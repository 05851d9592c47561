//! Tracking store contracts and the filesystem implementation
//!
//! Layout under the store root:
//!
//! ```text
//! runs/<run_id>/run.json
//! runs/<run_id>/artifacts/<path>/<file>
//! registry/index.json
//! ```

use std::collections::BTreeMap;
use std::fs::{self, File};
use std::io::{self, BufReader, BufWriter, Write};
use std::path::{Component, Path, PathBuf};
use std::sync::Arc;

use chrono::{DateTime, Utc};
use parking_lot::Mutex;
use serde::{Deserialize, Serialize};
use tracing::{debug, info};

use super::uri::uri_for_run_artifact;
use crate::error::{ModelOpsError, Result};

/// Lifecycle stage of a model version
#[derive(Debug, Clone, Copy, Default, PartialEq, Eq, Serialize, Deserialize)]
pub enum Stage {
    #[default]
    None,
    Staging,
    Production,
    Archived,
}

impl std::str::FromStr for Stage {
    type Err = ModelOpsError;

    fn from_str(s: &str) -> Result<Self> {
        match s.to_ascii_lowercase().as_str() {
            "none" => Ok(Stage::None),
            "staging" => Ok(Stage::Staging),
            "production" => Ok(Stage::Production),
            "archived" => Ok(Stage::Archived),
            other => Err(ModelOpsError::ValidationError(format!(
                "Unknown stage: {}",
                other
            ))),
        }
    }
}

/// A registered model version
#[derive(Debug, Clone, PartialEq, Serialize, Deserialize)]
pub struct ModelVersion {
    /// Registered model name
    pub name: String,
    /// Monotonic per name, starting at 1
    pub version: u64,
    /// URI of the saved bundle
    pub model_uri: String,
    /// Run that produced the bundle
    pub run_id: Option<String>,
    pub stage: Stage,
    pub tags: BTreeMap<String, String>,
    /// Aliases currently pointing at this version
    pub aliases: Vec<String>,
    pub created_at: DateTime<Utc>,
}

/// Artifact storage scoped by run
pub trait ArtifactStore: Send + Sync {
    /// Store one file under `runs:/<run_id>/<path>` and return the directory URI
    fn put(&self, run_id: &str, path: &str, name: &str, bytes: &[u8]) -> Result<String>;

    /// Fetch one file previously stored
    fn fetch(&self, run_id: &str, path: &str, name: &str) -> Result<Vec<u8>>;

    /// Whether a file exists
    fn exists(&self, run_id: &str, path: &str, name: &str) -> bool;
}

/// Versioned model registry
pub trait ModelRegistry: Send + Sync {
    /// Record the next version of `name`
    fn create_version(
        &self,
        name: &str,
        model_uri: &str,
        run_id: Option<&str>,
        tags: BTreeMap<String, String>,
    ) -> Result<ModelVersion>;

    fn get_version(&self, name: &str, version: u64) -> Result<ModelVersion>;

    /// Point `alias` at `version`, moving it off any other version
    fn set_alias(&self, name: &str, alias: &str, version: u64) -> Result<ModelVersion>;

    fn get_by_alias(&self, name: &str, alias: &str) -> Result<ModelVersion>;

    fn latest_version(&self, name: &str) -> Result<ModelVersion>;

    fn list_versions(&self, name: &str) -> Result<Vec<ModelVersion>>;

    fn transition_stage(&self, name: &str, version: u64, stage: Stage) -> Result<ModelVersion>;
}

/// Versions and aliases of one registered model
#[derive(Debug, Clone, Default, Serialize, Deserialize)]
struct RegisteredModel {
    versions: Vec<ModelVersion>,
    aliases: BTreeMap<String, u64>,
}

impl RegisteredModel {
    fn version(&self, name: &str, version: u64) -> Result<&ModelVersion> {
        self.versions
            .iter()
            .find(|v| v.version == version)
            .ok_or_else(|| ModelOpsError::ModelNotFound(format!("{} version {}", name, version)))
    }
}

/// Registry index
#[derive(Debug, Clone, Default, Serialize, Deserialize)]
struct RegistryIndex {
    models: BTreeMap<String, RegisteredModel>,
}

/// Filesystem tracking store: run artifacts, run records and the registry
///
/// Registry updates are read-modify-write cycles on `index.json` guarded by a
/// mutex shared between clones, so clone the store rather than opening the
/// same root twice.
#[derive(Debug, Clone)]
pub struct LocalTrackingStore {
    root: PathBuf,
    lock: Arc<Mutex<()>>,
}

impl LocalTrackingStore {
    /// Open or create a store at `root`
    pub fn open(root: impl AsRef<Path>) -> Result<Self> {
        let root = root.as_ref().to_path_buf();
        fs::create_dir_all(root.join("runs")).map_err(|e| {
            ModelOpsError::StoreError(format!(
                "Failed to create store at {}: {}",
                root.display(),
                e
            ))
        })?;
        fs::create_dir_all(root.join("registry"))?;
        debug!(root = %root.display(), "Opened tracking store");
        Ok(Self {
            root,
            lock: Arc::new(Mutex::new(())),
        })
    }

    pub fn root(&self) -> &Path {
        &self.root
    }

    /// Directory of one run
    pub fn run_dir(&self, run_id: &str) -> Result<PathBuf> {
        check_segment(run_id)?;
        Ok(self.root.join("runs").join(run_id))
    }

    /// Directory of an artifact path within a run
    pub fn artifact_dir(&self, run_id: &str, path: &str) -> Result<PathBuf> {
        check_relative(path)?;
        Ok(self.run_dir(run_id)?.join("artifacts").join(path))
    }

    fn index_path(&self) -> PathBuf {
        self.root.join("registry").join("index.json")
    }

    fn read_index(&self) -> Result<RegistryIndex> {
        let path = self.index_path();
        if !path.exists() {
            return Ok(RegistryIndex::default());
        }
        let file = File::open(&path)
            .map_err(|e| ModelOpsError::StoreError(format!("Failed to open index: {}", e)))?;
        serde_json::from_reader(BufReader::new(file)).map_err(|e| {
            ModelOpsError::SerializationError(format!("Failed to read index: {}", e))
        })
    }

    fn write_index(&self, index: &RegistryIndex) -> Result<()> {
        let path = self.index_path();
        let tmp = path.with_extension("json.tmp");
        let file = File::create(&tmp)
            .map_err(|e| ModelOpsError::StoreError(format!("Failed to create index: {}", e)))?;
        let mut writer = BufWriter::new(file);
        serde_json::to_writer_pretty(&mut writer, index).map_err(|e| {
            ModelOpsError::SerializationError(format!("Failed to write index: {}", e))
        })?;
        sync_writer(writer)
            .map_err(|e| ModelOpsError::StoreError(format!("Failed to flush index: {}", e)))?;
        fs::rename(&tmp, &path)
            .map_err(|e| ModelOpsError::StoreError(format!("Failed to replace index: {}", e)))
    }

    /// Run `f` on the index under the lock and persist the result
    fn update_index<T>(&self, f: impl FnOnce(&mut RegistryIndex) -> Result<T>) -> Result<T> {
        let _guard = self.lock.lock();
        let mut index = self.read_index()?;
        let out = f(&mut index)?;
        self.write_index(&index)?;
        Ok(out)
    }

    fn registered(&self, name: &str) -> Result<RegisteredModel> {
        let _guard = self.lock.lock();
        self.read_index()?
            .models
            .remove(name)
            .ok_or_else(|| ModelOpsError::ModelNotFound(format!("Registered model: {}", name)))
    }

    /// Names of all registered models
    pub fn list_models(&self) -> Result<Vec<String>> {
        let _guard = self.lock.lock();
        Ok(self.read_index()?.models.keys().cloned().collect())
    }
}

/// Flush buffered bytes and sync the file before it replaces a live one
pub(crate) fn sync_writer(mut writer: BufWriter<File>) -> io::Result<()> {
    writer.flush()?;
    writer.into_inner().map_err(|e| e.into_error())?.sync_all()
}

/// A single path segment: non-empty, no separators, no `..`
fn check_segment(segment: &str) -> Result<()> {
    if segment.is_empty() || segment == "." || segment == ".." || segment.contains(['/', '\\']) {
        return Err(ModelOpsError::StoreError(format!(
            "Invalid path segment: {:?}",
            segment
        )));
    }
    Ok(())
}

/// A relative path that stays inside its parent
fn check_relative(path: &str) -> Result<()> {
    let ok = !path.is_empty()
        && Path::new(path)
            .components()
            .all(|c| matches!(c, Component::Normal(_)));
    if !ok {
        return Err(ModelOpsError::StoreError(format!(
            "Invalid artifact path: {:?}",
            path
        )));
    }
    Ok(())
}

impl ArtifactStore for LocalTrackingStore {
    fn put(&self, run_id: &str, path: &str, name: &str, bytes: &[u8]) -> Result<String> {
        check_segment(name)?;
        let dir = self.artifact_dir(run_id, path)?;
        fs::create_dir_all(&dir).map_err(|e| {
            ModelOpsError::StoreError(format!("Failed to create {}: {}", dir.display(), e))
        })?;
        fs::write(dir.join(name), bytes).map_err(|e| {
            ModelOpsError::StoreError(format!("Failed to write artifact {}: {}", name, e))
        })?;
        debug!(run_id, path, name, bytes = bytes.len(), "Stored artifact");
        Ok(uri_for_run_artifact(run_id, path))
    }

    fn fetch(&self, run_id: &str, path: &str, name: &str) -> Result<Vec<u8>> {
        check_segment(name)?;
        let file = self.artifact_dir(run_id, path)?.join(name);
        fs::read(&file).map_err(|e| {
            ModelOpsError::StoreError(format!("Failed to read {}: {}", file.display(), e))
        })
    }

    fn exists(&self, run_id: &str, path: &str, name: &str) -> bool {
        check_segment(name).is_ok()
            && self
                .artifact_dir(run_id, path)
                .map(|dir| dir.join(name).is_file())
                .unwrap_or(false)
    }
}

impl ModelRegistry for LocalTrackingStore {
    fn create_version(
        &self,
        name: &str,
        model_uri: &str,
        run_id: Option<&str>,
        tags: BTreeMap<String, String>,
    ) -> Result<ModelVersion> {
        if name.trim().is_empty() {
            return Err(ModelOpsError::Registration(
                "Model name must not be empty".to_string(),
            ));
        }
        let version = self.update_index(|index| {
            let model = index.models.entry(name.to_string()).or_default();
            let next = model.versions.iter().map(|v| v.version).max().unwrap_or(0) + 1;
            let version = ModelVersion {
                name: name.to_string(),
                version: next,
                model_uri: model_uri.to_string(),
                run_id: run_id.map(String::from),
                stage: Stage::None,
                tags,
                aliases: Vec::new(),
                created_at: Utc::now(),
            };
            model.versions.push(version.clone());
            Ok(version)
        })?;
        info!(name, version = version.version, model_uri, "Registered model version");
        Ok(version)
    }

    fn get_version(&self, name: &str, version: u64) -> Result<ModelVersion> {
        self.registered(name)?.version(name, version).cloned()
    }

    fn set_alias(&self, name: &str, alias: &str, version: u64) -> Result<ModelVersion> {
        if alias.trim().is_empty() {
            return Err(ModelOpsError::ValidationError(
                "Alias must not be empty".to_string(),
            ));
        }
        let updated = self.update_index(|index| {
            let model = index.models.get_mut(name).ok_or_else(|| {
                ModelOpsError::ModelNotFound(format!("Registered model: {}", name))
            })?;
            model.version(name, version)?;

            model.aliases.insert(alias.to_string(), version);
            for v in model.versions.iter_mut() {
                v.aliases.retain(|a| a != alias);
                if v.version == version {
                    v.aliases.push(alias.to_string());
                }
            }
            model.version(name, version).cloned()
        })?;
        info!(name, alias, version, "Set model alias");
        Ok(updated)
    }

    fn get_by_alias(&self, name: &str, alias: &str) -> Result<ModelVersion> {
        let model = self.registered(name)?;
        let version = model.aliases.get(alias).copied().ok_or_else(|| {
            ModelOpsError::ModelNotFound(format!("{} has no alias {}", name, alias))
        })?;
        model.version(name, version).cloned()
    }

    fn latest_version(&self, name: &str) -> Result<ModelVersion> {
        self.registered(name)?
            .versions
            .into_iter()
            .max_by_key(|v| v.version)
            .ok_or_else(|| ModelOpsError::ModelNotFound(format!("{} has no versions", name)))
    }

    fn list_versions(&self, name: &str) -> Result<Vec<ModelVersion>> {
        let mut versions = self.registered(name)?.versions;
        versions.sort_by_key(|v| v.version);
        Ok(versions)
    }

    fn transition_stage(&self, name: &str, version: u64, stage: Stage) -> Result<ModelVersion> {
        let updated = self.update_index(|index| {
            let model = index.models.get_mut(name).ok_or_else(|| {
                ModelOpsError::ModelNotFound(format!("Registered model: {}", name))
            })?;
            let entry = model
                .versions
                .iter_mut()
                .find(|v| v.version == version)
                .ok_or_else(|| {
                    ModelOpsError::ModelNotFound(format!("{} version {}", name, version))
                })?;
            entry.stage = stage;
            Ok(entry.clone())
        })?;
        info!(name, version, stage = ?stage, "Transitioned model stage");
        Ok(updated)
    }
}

# [REQUIRED ACTION]
Please give the number of lines in the material above that contain the string "struct", and nothing else.

# [SOLUTION]
4